(ACTIVITY) When the line containing "or decimal u32" appears in the entries below, begin printing there and stop after the line containing "or raw control code"; print each of those lines exactly and no other line.
##### DATA RECORDS
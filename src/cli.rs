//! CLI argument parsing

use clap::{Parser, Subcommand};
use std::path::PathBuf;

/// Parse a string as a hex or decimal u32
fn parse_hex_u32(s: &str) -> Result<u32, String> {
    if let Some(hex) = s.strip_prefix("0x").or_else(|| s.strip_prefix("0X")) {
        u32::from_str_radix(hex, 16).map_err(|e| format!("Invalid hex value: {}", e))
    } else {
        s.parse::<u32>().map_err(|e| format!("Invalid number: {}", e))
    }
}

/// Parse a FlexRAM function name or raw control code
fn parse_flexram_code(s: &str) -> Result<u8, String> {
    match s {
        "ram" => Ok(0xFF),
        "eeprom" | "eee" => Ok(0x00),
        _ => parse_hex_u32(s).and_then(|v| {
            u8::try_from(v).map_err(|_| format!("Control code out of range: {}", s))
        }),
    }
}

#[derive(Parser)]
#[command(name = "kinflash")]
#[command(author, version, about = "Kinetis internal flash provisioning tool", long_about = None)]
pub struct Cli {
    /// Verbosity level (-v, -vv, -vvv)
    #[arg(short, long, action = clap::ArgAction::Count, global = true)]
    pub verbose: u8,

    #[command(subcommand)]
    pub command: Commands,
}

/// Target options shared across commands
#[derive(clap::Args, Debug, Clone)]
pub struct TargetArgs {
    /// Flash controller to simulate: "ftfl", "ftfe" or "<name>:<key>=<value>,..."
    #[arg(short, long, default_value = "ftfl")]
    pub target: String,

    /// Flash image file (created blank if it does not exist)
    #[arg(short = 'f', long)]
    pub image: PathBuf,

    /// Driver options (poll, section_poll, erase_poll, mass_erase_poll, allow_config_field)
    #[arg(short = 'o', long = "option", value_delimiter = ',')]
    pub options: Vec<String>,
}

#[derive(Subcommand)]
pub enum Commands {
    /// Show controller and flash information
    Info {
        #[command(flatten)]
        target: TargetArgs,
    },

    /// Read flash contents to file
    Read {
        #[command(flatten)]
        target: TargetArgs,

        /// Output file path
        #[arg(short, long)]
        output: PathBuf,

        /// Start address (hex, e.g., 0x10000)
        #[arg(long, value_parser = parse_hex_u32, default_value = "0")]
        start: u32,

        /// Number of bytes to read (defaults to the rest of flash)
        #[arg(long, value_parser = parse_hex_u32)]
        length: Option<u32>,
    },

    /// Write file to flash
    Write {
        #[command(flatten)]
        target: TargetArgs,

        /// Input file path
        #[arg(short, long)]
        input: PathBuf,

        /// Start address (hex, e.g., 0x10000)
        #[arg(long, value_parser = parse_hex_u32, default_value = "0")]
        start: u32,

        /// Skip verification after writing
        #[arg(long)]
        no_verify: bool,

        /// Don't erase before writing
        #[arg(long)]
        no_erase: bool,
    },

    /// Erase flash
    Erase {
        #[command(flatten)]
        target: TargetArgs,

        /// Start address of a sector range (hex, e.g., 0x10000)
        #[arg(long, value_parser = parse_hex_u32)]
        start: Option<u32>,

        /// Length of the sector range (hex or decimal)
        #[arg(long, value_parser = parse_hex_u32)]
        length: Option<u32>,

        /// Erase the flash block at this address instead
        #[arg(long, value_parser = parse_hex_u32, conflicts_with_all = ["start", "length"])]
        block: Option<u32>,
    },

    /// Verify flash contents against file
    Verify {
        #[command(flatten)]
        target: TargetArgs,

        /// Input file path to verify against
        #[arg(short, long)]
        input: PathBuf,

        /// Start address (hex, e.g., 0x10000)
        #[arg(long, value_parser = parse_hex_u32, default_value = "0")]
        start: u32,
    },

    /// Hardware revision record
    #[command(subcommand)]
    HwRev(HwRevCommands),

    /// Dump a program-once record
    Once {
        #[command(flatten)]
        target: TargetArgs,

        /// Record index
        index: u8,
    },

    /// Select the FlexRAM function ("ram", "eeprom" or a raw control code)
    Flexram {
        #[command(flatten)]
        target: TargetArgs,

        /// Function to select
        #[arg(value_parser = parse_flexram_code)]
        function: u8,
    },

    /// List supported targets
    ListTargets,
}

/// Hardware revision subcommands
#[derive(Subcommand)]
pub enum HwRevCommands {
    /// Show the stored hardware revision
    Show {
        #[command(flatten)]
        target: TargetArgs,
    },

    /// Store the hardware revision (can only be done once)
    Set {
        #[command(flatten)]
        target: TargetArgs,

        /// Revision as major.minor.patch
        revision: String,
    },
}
##########
##### DATA RECORDS
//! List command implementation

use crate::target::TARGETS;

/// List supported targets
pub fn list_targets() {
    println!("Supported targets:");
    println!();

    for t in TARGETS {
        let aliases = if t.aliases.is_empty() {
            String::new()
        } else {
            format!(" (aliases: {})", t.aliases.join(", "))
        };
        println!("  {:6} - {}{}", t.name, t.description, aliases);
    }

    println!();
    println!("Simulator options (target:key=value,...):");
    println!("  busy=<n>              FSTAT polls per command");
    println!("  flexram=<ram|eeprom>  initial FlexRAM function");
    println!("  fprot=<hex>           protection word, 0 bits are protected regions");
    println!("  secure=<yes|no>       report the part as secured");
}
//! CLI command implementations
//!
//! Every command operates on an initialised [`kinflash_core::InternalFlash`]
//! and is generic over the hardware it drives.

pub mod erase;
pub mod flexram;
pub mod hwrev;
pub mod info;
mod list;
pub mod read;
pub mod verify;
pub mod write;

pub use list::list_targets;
##########
(EXERCISE RESPONSE)
/// Parse a string as a hex or decimal u32
fn parse_hex_u32(s: &str) -> Result<u32, String> {
    if let Some(hex) = s.strip_prefix("0x").or_else(|| s.strip_prefix("0X")) {
        u32::from_str_radix(hex, 16).map_err(|e| format!("Invalid hex value: {}", e))
    } else {
        s.parse::<u32>().map_err(|e| format!("Invalid number: {}", e))
    }
}

/// Parse a FlexRAM function name or raw control code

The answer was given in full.